Minimum Height Trees

For a undirected graph with tree characteristics, we can choose any node as the root. The result graph is then a rooted tree. Among all possible rooted trees, those with minimum height are called minimum height trees (MHTs). Given such a graph, write a function to find all the MHTs and return a list of their root labels.

Format
The graph contains n nodes which are labeled from 0 to n - 1. You will be given the number n and a list of undirected edges (each edge is a pair of labels).

You can assume that no duplicate edges will appear in edges.
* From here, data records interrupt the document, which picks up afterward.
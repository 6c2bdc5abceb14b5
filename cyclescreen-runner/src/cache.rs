//! In-memory series memoization at the data-access boundary.
//!
//! Keyed by (instrument, date range, oscillator period). Entries fetched
//! for one period are never served to a screener with another. Fetch errors
//! are never cached.

use std::collections::HashMap;
use std::sync::atomic::{AtomicUsize, Ordering};
use std::sync::{Arc, Mutex, PoisonError};

use log::debug;

use cyclescreen_core::Bar;

use crate::source::{BarSource, DateRange, SourceError};

/// Cache key for a fetched series.
#[derive(Debug, Clone, PartialEq, Eq, Hash)]
pub struct SeriesKey {
    pub instrument: String,
    pub range: DateRange,
    pub period: usize,
}

/// Hit/miss counters.
#[derive(Debug, Clone, Copy, Default, PartialEq, Eq)]
pub struct CacheStats {
    pub hits: usize,
    pub misses: usize,
    pub entries: usize,
}

/// A memoizing wrapper around any `BarSource`.
///
/// Owned by the orchestrator; the screening core never sees it.
pub struct CachedSource<S> {
    inner: S,
    period: usize,
    entries: Mutex<HashMap<SeriesKey, Arc<Vec<Bar>>>>,
    hits: AtomicUsize,
    misses: AtomicUsize,
}

impl<S: BarSource> CachedSource<S> {
    pub fn new(inner: S, period: usize) -> Self {
        Self {
            inner,
            period,
            entries: Mutex::new(HashMap::new()),
            hits: AtomicUsize::new(0),
            misses: AtomicUsize::new(0),
        }
    }

    pub fn inner(&self) -> &S {
        &self.inner
    }

    /// Fetch through the cache, sharing the stored series.
    ///
    /// Concurrent misses on the same key may both reach the inner source;
    /// the first stored series wins.
    pub fn get(&self, instrument: &str, range: DateRange) -> Result<Arc<Vec<Bar>>, SourceError> {
        let key = SeriesKey {
            instrument: instrument.to_string(),
            range,
            period: self.period,
        };

        if let Some(bars) = self.lock().get(&key) {
            self.hits.fetch_add(1, Ordering::Relaxed);
            return Ok(Arc::clone(bars));
        }

        self.misses.fetch_add(1, Ordering::Relaxed);
        let bars = Arc::new(self.inner.fetch(instrument, range)?);
        debug!("cache store {instrument} ({} bars)", bars.len());
        let stored = Arc::clone(self.lock().entry(key).or_insert(bars));
        Ok(stored)
    }

    pub fn stats(&self) -> CacheStats {
        CacheStats {
            hits: self.hits.load(Ordering::Relaxed),
            misses: self.misses.load(Ordering::Relaxed),
            entries: self.lock().len(),
        }
    }

    /// Drop every cached series.
    pub fn clear(&self) {
        self.lock().clear();
    }

    // Critical sections are single map operations, so a poisoned map is still consistent.
    fn lock(&self) -> std::sync::MutexGuard<'_, HashMap<SeriesKey, Arc<Vec<Bar>>>> {
        self.entries.lock().unwrap_or_else(PoisonError::into_inner)
    }
}

impl<S: BarSource> BarSource for CachedSource<S> {
    fn name(&self) -> &str {
        self.inner.name()
    }

    fn fetch(&self, instrument: &str, range: DateRange) -> Result<Vec<Bar>, SourceError> {
        self.get(instrument, range).map(|bars| bars.as_ref().clone())
    }
}

#[cfg(test)]
mod tests {
    use super::*;
    use chrono::NaiveDate;

    struct CountingSource {
        calls: AtomicUsize,
    }

    impl BarSource for CountingSource {
        fn name(&self) -> &str {
            "counting"
        }

        fn fetch(&self, instrument: &str, range: DateRange) -> Result<Vec<Bar>, SourceError> {
            self.calls.fetch_add(1, Ordering::SeqCst);
            if instrument == "MISSING" {
                return Err(SourceError::NotFound {
                    instrument: instrument.to_string(),
                });
            }
            Ok(vec![Bar::new(range.start, 10.0, 100.0)])
        }
    }

    fn range(year: i32) -> DateRange {
        DateRange::new(
            NaiveDate::from_ymd_opt(year, 1, 1).unwrap(),
            NaiveDate::from_ymd_opt(year, 12, 31).unwrap(),
        )
    }

    fn counting() -> CountingSource {
        CountingSource {
            calls: AtomicUsize::new(0),
        }
    }

    #[test]
    fn repeated_fetch_hits_cache() {
        let cache = CachedSource::new(counting(), 14);
        let a = cache.get("SPY", range(2024)).unwrap();
        let b = cache.get("SPY", range(2024)).unwrap();

        assert!(Arc::ptr_eq(&a, &b));
        assert_eq!(cache.inner().calls.load(Ordering::SeqCst), 1);
        assert_eq!(
            cache.stats(),
            CacheStats {
                hits: 1,
                misses: 1,
                entries: 1
            }
        );
    }

    #[test]
    fn different_range_is_a_different_entry() {
        let cache = CachedSource::new(counting(), 14);
        cache.get("SPY", range(2023)).unwrap();
        cache.get("SPY", range(2024)).unwrap();
        cache.get("QQQ", range(2024)).unwrap();
        assert_eq!(cache.inner().calls.load(Ordering::SeqCst), 3);
        assert_eq!(cache.stats().entries, 3);
    }

    #[test]
    fn errors_are_not_cached() {
        let cache = CachedSource::new(counting(), 14);
        assert!(cache.get("MISSING", range(2024)).is_err());
        assert!(cache.get("MISSING", range(2024)).is_err());
        assert_eq!(cache.inner().calls.load(Ordering::SeqCst), 2);
        assert_eq!(cache.stats().entries, 0);
    }

    #[test]
    fn clear_forces_refetch() {
        let cache = CachedSource::new(counting(), 14);
        cache.get("SPY", range(2024)).unwrap();
        cache.clear();
        cache.get("SPY", range(2024)).unwrap();
        assert_eq!(cache.inner().calls.load(Ordering::SeqCst), 2);
    }

    #[test]
    fn usable_as_bar_source() {
        let cache = CachedSource::new(counting(), 14);
        let source: &dyn BarSource = &cache;
        assert_eq!(source.name(), "counting");
        assert_eq!(source.fetch("SPY", range(2024)).unwrap().len(), 1);
        assert_eq!(source.fetch("SPY", range(2024)).unwrap().len(), 1);
        assert_eq!(cache.inner().calls.load(Ordering::SeqCst), 1);
    }
}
Since all edges are undirected, [0, 1] is the same as [1, 0] and thus will not appear together in edges.

Example 1:

Given n = 4, edges = [[1, 0], [1, 2], [1, 3]]

         0
         |
        1
        / \
      2   3
return [1]

Example 2:

Given n = 6, edges = [[0, 3], [1, 3], [2, 3], [4, 3], [5, 4]]

     0  1  2
       \ | /
        3
        |
        4
        |
        5
return [3, 4]

一道图的题目，我们可以每次都删除叶子节点，维护一个入度为1的队列，删除叶子节点的同时，将新的入度为0的及诶单更新到队列中，直到最后剩下一个或两个节点。代码如下：

public class Solution {
    public List<Integer> findMinHeightTrees(int n, int[][] edges) {
        List<Integer>[] graph = new List[n];
        Queue<Integer> queue = new LinkedList<Integer>();
        List<Integer> list = new ArrayList<Integer>();
        int[] degree = new int[n];
        if(n == 1) {
            list.add(0);
            return list;
        }
        if(edges == null || edges.length == 0) return list;
        for(int i = 0; i < edges.length; i++) {
            if(graph[edges[i][0]] == null) 
                graph[edges[i][0]] = new ArrayList<Integer>();
            graph[edges[i][0]].add(edges[i][1]);
            
            if(graph[edges[i][1]] == null) 
                graph[edges[i][1]] = new ArrayList<Integer>();
            graph[edges[i][1]].add(edges[i][0]);
           
            degree[edges[i][0]] ++;
            degree[edges[i][1]] ++;
        }
        for(int i = 0; i < degree.length; i++) {
            if(degree[i] == 0) return list;
            if(degree[i] == 1) queue.offer(i);
        }
        while(!queue.isEmpty()) {
            list = new ArrayList<Integer>();
            int count = queue.size();
            for(int i = 0; i < count; i++){
                int tem = queue.poll();
                list.add(tem);
                degree[tem] --;
                for(int v : graph[tem]) {
                    if(degree[v] == 0) continue;
                    if(degree[v] == 2) queue.offer(v);
                    degree[v] --;
                }
            }
        }
        return list;
    }
}